Sunday 25 April 2010

aNZac day

Not so much rocked to sleep on the Spirit of the Outback last night as shaken into submission and deafened by the squealing and scraping (due to flat wheels after an emergency stop just outside Bundy, apparently) but it's still always fun lying in bed on a train.

And here we are in Longreach, a metropolis of 4000 or so, having come through blips like Alpha, "a one-street, one-shop, one-pub town" where 'town' is a relative term, surrounded as it is by miles and miles of empty country.

Today is Anzac Day and the war memorial opposite the railway station is surrounded by bright red poppy wreaths - and two little NZRSA poppies, probably for the first time ever.

Saturday 24 April 2010

Rocky for... a great steak

Started with a 3-hour tour of the wetlands attached to Capricorn Resort: birds, butterflies and dragonflies, and some interesting chat from Graham. "You could throw a swag over your shoulder and walk north for a week and not see another human," he said, waving his arm expansively over the landscape of rainforest, swamp and beach that stretches up to Mackay with nothing more than a few cattle-stations on the way.

There were more cattle at The Caves Show, the annual A&P event where we found the usual plates of 6 scones, displays of garden produce, photographs with crooked horizons and children's penmanship competitions. Outside, shiny horses flipped over jumps, people in cowboy hats clutched stubbies at the bar and, this being Australia, there were camel rides and souped-up utes to drool over. To be fair, there was as much drooling over at the cattle judging, where Angus - his real name?- explained over the microphone to his deeply interested audience, cowboy-hatted to a man (or child), that he'd placed this particular cow first because of her feminine shape and fine legs. She was a Brahman, the breed of choice up here it seems, though Angus cattle are popular too in Rocky for their excellent eating.
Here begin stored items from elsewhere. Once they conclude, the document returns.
use std::collections::HashMap;

use async_trait::async_trait;
use tokio::sync::RwLock;

use super::{Document, DocumentStore, Filter};
use crate::error::Result;

/// In-process store. Each collection keeps documents in insertion order.
#[derive(Default)]
pub struct MemoryStore {
    collections: RwLock<HashMap<String, Vec<Document>>>,
}

impl MemoryStore {
    pub fn new() -> Self {
        Self::default()
    }
}

#[async_trait]
impl DocumentStore for MemoryStore {
    async fn ping(&self) -> Result<()> {
        Ok(())
    }

    async fn find_one(&self, collection: &str, filter: &Filter) -> Result<Option<Document>> {
        let collections = self.collections.read().await;
        Ok(collections
            .get(collection)
            .and_then(|docs| docs.iter().find(|d| filter.matches(d)))
            .cloned())
    }

    async fn find_all(&self, collection: &str, filter: &Filter) -> Result<Vec<Document>> {
        let collections = self.collections.read().await;
        Ok(collections
            .get(collection)
            .map(|docs| docs.iter().filter(|d| filter.matches(d)).cloned().collect())
            .unwrap_or_default())
    }

    async fn insert(&self, collection: &str, doc: Document) -> Result<Document> {
        let mut collections = self.collections.write().await;
        collections
            .entry(collection.to_string())
            .or_default()
            .push(doc.clone());
        Ok(doc)
    }

    async fn update_one(
        &self,
        collection: &str,
        filter: &Filter,
        patch: Document,
    ) -> Result<Option<Document>> {
        let mut collections = self.collections.write().await;
        let Some(doc) = collections
            .get_mut(collection)
            .and_then(|docs| docs.iter_mut().find(|d| filter.matches(d)))
        else {
            return Ok(None);
        };

        for (key, value) in patch {
            doc.insert(key, value);
        }
        Ok(Some(doc.clone()))
    }

    async fn delete_one(&self, collection: &str, filter: &Filter) -> Result<Option<Document>> {
        let mut collections = self.collections.write().await;
        let Some(docs) = collections.get_mut(collection) else {
            return Ok(None);
        };
        Ok(docs
            .iter()
            .position(|d| filter.matches(d))
            .map(|pos| docs.remove(pos)))
    }
}
mod mutate;
mod query;
mod schema;
mod serve;

pub use mutate::handle_mutate;
pub use query::handle_query;
pub use schema::handle_schema;
pub use serve::handle_serve;

use anyhow::{Context, Result};

use crate::cli::Cli;
use crate::config::GatewayConfig;
use crate::store::{self, SharedStore};

/// Common context passed to all command handlers
pub struct CommandContext {
    pub config: GatewayConfig,
}

impl CommandContext {
    /// Resolve configuration: CLI flags and env override the file, which overrides defaults.
    pub fn from_cli(cli: &Cli) -> Result<Self> {
        let cwd = std::env::current_dir()?;
        let (mut config, path) = GatewayConfig::load(cli.config.as_deref(), &cwd)
            .context("Failed to load configuration")?;

        if let Some(path) = path {
            tracing::debug!(path = %path.display(), "Loaded configuration file");
        }
        if let Some(uri) = &cli.store_uri {
            config.store.uri = uri.clone();
        }
        if let Some(database) = &cli.database {
            config.store.database = database.clone();
        }
        config.validate()?;

        Ok(Self { config })
    }

    /// Open the document store and confirm it answers before anything is served.
    pub async fn connect(&self) -> Result<SharedStore> {
        let store = store::connect(&self.config.store)
            .await
            .context("Failed to open document store")?;
        store
            .ping()
            .await
            .context("Failed to connect to document store")?;
        tracing::info!("Connected to document store");
        Ok(store)
    }
}

/// Parse `--variables` JSON, defaulting to no variables.
fn parse_variables(variables: Option<String>) -> Result<async_graphql::Variables> {
    match variables {
        Some(v) => serde_json::from_str(&v).context("Invalid --variables JSON"),
        None => Ok(async_graphql::Variables::default()),
    }
}

/// Execute one GraphQL request against a freshly connected store and print the response.
fn execute(ctx: CommandContext, query: String, variables: Option<String>) -> Result<()> {
    let vars = parse_variables(variables)?;

    let response = tokio::runtime::Runtime::new()?.block_on(async {
        let store = ctx.connect().await?;
        let schema = crate::graphql::build_schema(store);
        let request = async_graphql::Request::new(query).variables(vars);
        anyhow::Ok(schema.execute(request).await)
    })?;

    println!("{}", serde_json::to_string_pretty(&response)?);
    Ok(())
}

#[cfg(test)]
mod tests {
    use super::*;

    #[test]
    fn test_parse_variables() {
        let vars = parse_variables(Some(r#"{"userID":"u1"}"#.to_string())).unwrap();
        assert_eq!(
            vars.get(&async_graphql::Name::new("userID")),
            Some(&async_graphql::Value::from("u1"))
        );
        assert!(parse_variables(None).unwrap().is_empty());
        assert!(parse_variables(Some("not json".to_string())).is_err());
    }
}
//! Document store adapter.
//!
//! Records are persisted as schema-less JSON documents in named collections
//! and selected with equality [`Filter`]s.
//!
//! ## Backends
//!
//! | URI scheme | Backend |
//! |---|---|
//! | `memory://` | [`MemoryStore`], in-process, insertion ordered |
//! | `mongodb://`, `mongodb+srv://` | [`MongoStore`], via the official driver |
//!
//! ## Components
//!
//! - [`DocumentStore`]: filter-based CRUD primitives every backend implements
//! - [`Collection`]: typed view over one collection of a shared store
//! - [`connect`]: open the backend named by the configured URI

mod collection;
mod filter;
mod memory;
mod mongo;

use std::sync::Arc;

use async_trait::async_trait;
use serde::Serialize;
use url::Url;

use crate::config::StoreSettings;
use crate::error::{GatewayError, Result};

pub use collection::{Collection, Record};
pub use filter::Filter;
pub use memory::MemoryStore;
pub use mongo::MongoStore;

/// A stored record as a JSON object.
pub type Document = serde_json::Map<String, serde_json::Value>;

/// Process-wide store handle shared by every request.
pub type SharedStore = Arc<dyn DocumentStore>;

#[async_trait]
pub trait DocumentStore: Send + Sync {
    /// Confirm the store is reachable.
    async fn ping(&self) -> Result<()>;

    async fn find_one(&self, collection: &str, filter: &Filter) -> Result<Option<Document>>;

    /// All matching documents in store iteration order. An empty filter returns everything.
    async fn find_all(&self, collection: &str, filter: &Filter) -> Result<Vec<Document>>;

    async fn insert(&self, collection: &str, doc: Document) -> Result<Document>;

    /// Overwrite the keys present in `patch` on the first match and return the
    /// post-update document.
    async fn update_one(
        &self,
        collection: &str,
        filter: &Filter,
        patch: Document,
    ) -> Result<Option<Document>>;

    /// Remove the first match and return it as it was before removal.
    async fn delete_one(&self, collection: &str, filter: &Filter) -> Result<Option<Document>>;
}

/// Serialize a record or patch into a document.
pub fn to_document<T: Serialize>(value: &T) -> Result<Document> {
    match serde_json::to_value(value)? {
        serde_json::Value::Object(map) => Ok(map),
        other => Err(GatewayError::Store(format!(
            "expected a document, got {}",
            other
        ))),
    }
}

/// Open the backend selected by the URI scheme in `settings`.
pub async fn connect(settings: &StoreSettings) -> Result<SharedStore> {
    let url = Url::parse(&settings.uri)
        .map_err(|e| GatewayError::Config(format!("invalid store URI '{}': {}", settings.uri, e)))?;

    match url.scheme() {
        "memory" => {
            tracing::info!("Using in-memory document store");
            Ok(Arc::new(MemoryStore::new()))
        }
        "mongodb" | "mongodb+srv" => {
            let store = MongoStore::connect(&settings.uri, &settings.database).await?;
            tracing::info!(database = %settings.database, "Using MongoDB document store");
            Ok(Arc::new(store))
        }
        other => Err(GatewayError::Config(format!(
            "unsupported store scheme '{}'",
            other
        ))),
    }
}
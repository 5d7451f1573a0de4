use anyhow::Result;

use super::{CommandContext, execute};

pub fn handle_mutate(
    ctx: CommandContext,
    mutation: String,
    variables: Option<String>,
) -> Result<()> {
    // Auto-wrap in mutation { }
    let query = format!("mutation {{ {} }}", mutation);
    execute(ctx, query, variables)
}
We actually lost count this afternoon of the giant plaster bulls around Rockhampton, Australia's beef capital: they're on business roofs all round town, with puns like Move-a-bull on top of a relocation firm, or Incredi-bull on the media place and so on. We ate part of one at the Heritage Hotel, in wagyu form, and it was perfect - and the service was excellent too.
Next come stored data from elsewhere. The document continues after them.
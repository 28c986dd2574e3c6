pub mod config;
pub mod db;
pub mod models;
pub mod planner; // Validate-then-save and discontinue flows
pub mod schedule; // Work weeks, ranges, overlap, validation, discontinuation

use tracing_subscriber::EnvFilter;

/// Install the fmt subscriber. `RUST_LOG` wins over the default filter.
/// Safe to call more than once; later calls are ignored.
pub fn init_tracing() {
    let _ = tracing_subscriber::fmt()
        .with_env_filter(
            EnvFilter::try_from_default_env()
                .unwrap_or_else(|_| EnvFilter::new(config::default_log_filter())),
        )
        .try_init();

    tracing::info!("{} starting v{}", config::APP_NAME, config::APP_VERSION);
}
use crate::db::DatabaseError;
use serde::{Deserialize, Serialize};

/// Macro to generate enum with as_str + std::str::FromStr pattern
macro_rules! str_enum {
    ($name:ident { $($variant:ident => $s:literal),+ $(,)? }) => {
        #[derive(Debug, Clone, Copy, PartialEq, Eq, Hash, PartialOrd, Ord, Serialize, Deserialize)]
        pub enum $name {
            $(#[serde(rename = $s)] $variant),+
        }

        impl $name {
            pub fn as_str(&self) -> &'static str {
                match self {
                    $(Self::$variant => $s),+
                }
            }
        }

        impl std::str::FromStr for $name {
            type Err = DatabaseError;

            fn from_str(s: &str) -> Result<Self, Self::Err> {
                match s {
                    $($s => Ok(Self::$variant)),+,
                    _ => Err(DatabaseError::InvalidEnum {
                        field: stringify!($name).into(),
                        value: s.into(),
                    }),
                }
            }
        }
    };
}

str_enum!(Discipline {
    SkilledNursing => "skilled_nursing",
    PhysicalTherapy => "physical_therapy",
    OccupationalTherapy => "occupational_therapy",
    SpeechTherapy => "speech_therapy",
    MedicalSocialWork => "medical_social_work",
    HomeHealthAide => "home_health_aide",
});

str_enum!(FrequencyUnit {
    Daily => "daily",
    Weekly => "weekly",
    Monthly => "monthly",
});

str_enum!(FrequencyStatus {
    New => "new",
    Current => "current",
});

impl Discipline {
    pub const ALL: [Discipline; 6] = [
        Discipline::SkilledNursing,
        Discipline::PhysicalTherapy,
        Discipline::OccupationalTherapy,
        Discipline::SpeechTherapy,
        Discipline::MedicalSocialWork,
        Discipline::HomeHealthAide,
    ];

    /// Short code printed on visit calendars.
    pub fn code(&self) -> &'static str {
        match self {
            Self::SkilledNursing => "SN",
            Self::PhysicalTherapy => "PT",
            Self::OccupationalTherapy => "OT",
            Self::SpeechTherapy => "ST",
            Self::MedicalSocialWork => "MSW",
            Self::HomeHealthAide => "HHA",
        }
    }
}

impl FrequencyStatus {
    pub const ALL: [FrequencyStatus; 2] = [FrequencyStatus::New, FrequencyStatus::Current];
}

#[cfg(test)]
mod tests {
    use super::*;
    use std::str::FromStr;

    #[test]
    fn discipline_round_trip() {
        for d in Discipline::ALL {
            assert_eq!(Discipline::from_str(d.as_str()).unwrap(), d);
        }
    }

    #[test]
    fn unit_round_trip() {
        for (variant, s) in [
            (FrequencyUnit::Daily, "daily"),
            (FrequencyUnit::Weekly, "weekly"),
            (FrequencyUnit::Monthly, "monthly"),
        ] {
            assert_eq!(variant.as_str(), s);
            assert_eq!(FrequencyUnit::from_str(s).unwrap(), variant);
        }
    }

    #[test]
    fn invalid_status_rejected() {
        let err = FrequencyStatus::from_str("archived").unwrap_err();
        assert!(matches!(err, DatabaseError::InvalidEnum { ref field, .. } if field == "FrequencyStatus"));
    }

    #[test]
    fn serde_uses_storage_names() {
        let json = serde_json::to_string(&Discipline::PhysicalTherapy).unwrap();
        assert_eq!(json, "\"physical_therapy\"");
        let unit: FrequencyUnit = serde_json::from_str("\"monthly\"").unwrap();
        assert_eq!(unit, FrequencyUnit::Monthly);
    }

    #[test]
    fn discipline_codes_are_distinct() {
        let mut codes: Vec<_> = Discipline::ALL.iter().map(|d| d.code()).collect();
        codes.sort();
        codes.dedup();
        assert_eq!(codes.len(), Discipline::ALL.len());
    }
}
There was a nasty cane toad on the river path on the way back to the hotel though - horrible things, and an environmental mistake even worse than our possums back home.

And tonight we catch the Spirit of the Outback train to Longreach, and will spend the ANZAC dawn tucked up in bunks, being rocked gently as we head away from this warm, humid, lizard-chirping, palm-fringed coastal life into the red heart of Queensland.

Friday 23 April 2010

Sick of the parrot, Brian

A Dolittle day today - but not a do-little day, despite for once the itinerary instruction of Breakfast at Leisure not being followed by the next item '7.30am meet with resort CEO' or some such. Today the first appointment was 10.30 at Cooberie Wildlife Park, where I cuddled a koala (NOT a koala bear, please: they're marsupials) and saw that they have two opposable thumbs on each hand, so that's an advance on us - or would be, if we too wanted to spend 21 hours asleep in the crook of a gum tree conserving energy. Teddy was well-behaved, soft and furry, quite the poster-boy for koalas. Not so the eclectus parrot, a vision in green and red, who sucked me up close to the bars and, despite the warnings from pretty Frances at the entrance, seduced me into sticking my finger through the bars, whereupon he grabbed hold of it and squeezed so hard that it was several minutes after I'd got it back again before the bleeding started. Prime candidate for ex-parrotcy, I reckon.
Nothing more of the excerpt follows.